Although American citizens, Puerto Ricans were largely poor immigrants. They occupied substandard housing, faced unscrupulous landlords and lacked familiarity with US cities and cold weather. They faced discrimination because of their race and ethnicity, language (and accents) and religion. Other problems of inner-city poverty— crime, gangs, drugs and, more recently high rates of AIDS/HIV—also afflicted them.

Religious and civic associations formed a collective fight against racism and discrimination, and gave the immigrants a political voice and a sense of dignity. They fought being viewed as the stereotypical Latino portrayed in Leonard Bernstein’s musical/film West Side Story (1957, film 1961). The Puerto Rican Travelling Theater, founded in 1967, presents plays in English and Spanish. The Museo del Barrio, founded in 1969, emphasizes contemporary Puerto Rican and Latin American artists.

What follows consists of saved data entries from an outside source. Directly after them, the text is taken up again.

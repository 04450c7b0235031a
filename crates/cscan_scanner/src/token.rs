//! Tokens produced by the scanner.

use crate::keyword::Keyword;
use crate::text::TextSpan;

/// The category of a scanned token.
#[derive(Debug, Clone, Copy, PartialEq, Eq, Hash)]
pub enum TokenKind {
    /// A preprocessor line such as `#include <vector>`.
    Directive,
    /// `// ...` up to the end of the line.
    LineComment,
    /// `/* ... */`, or everything from `/*` to end of input if unclosed.
    BlockComment,
    Keyword(Keyword),
    Identifier,
    /// Digits and dots, e.g. `3.14` (or the extended form, see
    /// [`ScanOptions::extended_numbers`](crate::ScanOptions::extended_numbers)).
    Number,
    Operator,
    Punctuation,
    StringLiteral,
    CharLiteral,
    /// `::`
    ScopeResolution,
    /// `->`, only with
    /// [`ScanOptions::member_access_kinds`](crate::ScanOptions::member_access_kinds).
    ArrowAccess,
    /// `.`, only with
    /// [`ScanOptions::member_access_kinds`](crate::ScanOptions::member_access_kinds).
    DotAccess,
    /// A single character no other rule accepts.
    Unknown,
}

impl TokenKind {
    /// The keyword sub-tag, if this is a keyword.
    #[inline]
    pub fn keyword(self) -> Option<Keyword> {
        match self {
            TokenKind::Keyword(keyword) => Some(keyword),
            _ => None,
        }
    }

    pub fn is_comment(self) -> bool {
        matches!(self, TokenKind::LineComment | TokenKind::BlockComment)
    }
}

/// Stable human-readable name of a token kind, e.g. `TOK_IDENTIFIER`.
///
/// Keywords are named after their reserved word (`TOK_INT`, `TOK_RETURN`).
pub fn describe(kind: TokenKind) -> &'static str {
    match kind {
        TokenKind::Directive => "TOK_HEADER",
        TokenKind::LineComment => "TOK_LINE_COMMENT",
        TokenKind::BlockComment => "TOK_BLOCK_COMMENT",
        TokenKind::Keyword(keyword) => keyword.token_name(),
        TokenKind::Identifier => "TOK_IDENTIFIER",
        TokenKind::Number => "TOK_NUMBER",
        TokenKind::Operator => "TOK_OPERATOR",
        TokenKind::Punctuation => "TOK_PUNCTUATION",
        TokenKind::StringLiteral => "TOK_STRING",
        TokenKind::CharLiteral => "TOK_CHAR_LITERAL",
        TokenKind::ScopeResolution => "TOK_SCOPE",
        TokenKind::ArrowAccess => "TOK_ARROW",
        TokenKind::DotAccess => "TOK_DOT",
        TokenKind::Unknown => "TOK_UNKNOWN",
    }
}

impl std::fmt::Display for TokenKind {
    fn fmt(&self, f: &mut std::fmt::Formatter<'_>) -> std::fmt::Result {
        f.write_str(describe(*self))
    }
}

/// A scanned token: its kind, the verbatim source text, and where it was
/// found.
#[derive(Debug, Clone, PartialEq, Eq)]
pub struct Token {
    /// The kind of token.
    pub kind: TokenKind,
    /// The exact source text of the token, delimiters included.
    pub lexeme: String,
    /// Byte span of the lexeme in the scanned buffer.
    pub span: TextSpan,
}

impl Token {
    pub fn new(kind: TokenKind, lexeme: impl Into<String>, span: TextSpan) -> Self {
        Self {
            kind,
            lexeme: lexeme.into(),
            span,
        }
    }

    /// Whether this token is a line or block comment.
    pub fn is_comment(&self) -> bool {
        self.kind.is_comment()
    }

    /// Whether this token carries no code: comments and directives.
    pub fn is_trivia_like(&self) -> bool {
        self.kind.is_comment() || self.kind == TokenKind::Directive
    }
}

impl std::fmt::Display for Token {
    fn fmt(&self, f: &mut std::fmt::Formatter<'_>) -> std::fmt::Result {
        write!(f, "{} {}", describe(self.kind), self.lexeme)
    }
}
//! Byte spans locating tokens in the scanned buffer.

use std::fmt;
use std::ops::Range;

/// A position in source text, measured as a byte offset from the start.
pub type TextPos = u32;

/// A span in source text, defined by a start position and a length.
///
/// Offsets are 32-bit. Offsets at or past `u32::MAX` (inputs of 4 GiB or
/// more) saturate to `u32::MAX`, so spans there are empty and no longer
/// locate the lexeme; the lexeme text itself is unaffected.
#[derive(Copy, Clone, Eq, PartialEq, Hash, Default)]
pub struct TextSpan {
    /// The byte offset where this span starts.
    pub start: TextPos,
    /// The length of this span in bytes.
    pub length: TextPos,
}

impl TextSpan {
    #[inline]
    pub fn new(start: TextPos, length: TextPos) -> Self {
        Self { start, length }
    }

    /// Create a span from start and end positions.
    #[inline]
    pub fn from_bounds(start: TextPos, end: TextPos) -> Self {
        debug_assert!(end >= start);
        Self {
            start,
            length: end - start,
        }
    }

    /// Create a span from `usize` byte offsets, saturating each at `u32::MAX`.
    #[inline]
    pub fn from_offsets(start: usize, end: usize) -> Self {
        Self::from_bounds(saturate(start), saturate(end))
    }

    /// The end position of this span (exclusive).
    #[inline]
    pub fn end(&self) -> TextPos {
        self.start + self.length
    }

    #[inline]
    pub fn is_empty(&self) -> bool {
        self.length == 0
    }

    /// Convert to a byte range.
    #[inline]
    pub fn to_range(&self) -> Range<usize> {
        self.start as usize..self.end() as usize
    }
}

#[inline]
fn saturate(offset: usize) -> TextPos {
    TextPos::try_from(offset).unwrap_or(TextPos::MAX)
}

impl fmt::Debug for TextSpan {
    fn fmt(&self, f: &mut fmt::Formatter<'_>) -> fmt::Result {
        write!(f, "{}..{}", self.start, self.end())
    }
}

impl fmt::Display for TextSpan {
    fn fmt(&self, f: &mut fmt::Formatter<'_>) -> fmt::Result {
        write!(f, "{}..{}", self.start, self.end())
    }
}
//! cscan_scanner: Lexical scanner for a simplified C/C++ dialect.
//!
//! Converts source text into a flat, ordered sequence of classified tokens:
//! - Keywords (each with its own [`Keyword`] sub-tag) and identifiers
//! - Numeric, string and character literals
//! - One- and two-character operators, punctuation, `::`, `->`
//! - Line comments, block comments and preprocessor directives
//!
//! Scanning never fails. Unterminated comments and literals run to the end
//! of input, and characters no rule accepts become `Unknown` tokens.
//!
//! ```
//! use cscan_scanner::{scan, TokenKind};
//!
//! let tokens = scan("x->y;");
//! let lexemes: Vec<_> = tokens.iter().map(|t| t.lexeme.as_str()).collect();
//! assert_eq!(lexemes, ["x", "->", "y", ";"]);
//! assert_eq!(tokens[1].kind, TokenKind::Punctuation);
//! ```

mod char_codes;
mod keyword;
mod scanner;
mod text;
mod token;

pub use keyword::{classify, Keyword, KEYWORDS};
pub use scanner::{scan, ScanOptions, Scanner};
pub use text::{TextPos, TextSpan};
pub use token::{describe, Token, TokenKind};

In the 1970s, the pattern of migration began to shift. Many low-skilled workers returned as mainland manufacturing declined and jobs moved overseas. Others, who never intended to stay permanently, returned after years of work to buy their dream house. Yet, after the 1980s, many highly skilled university graduates and professionals reversed this flow, leaving the island to settle in the states.

The generation of Puerto Ricans born in the (continental) United States follows a different path. Taking advantage of educational opportunities, fluent in English, versed in American culture and seeking employment in the civil-rights era, they leave the barrio and have made inroads in the professions, the visual and performing arts, mass media, education and politics.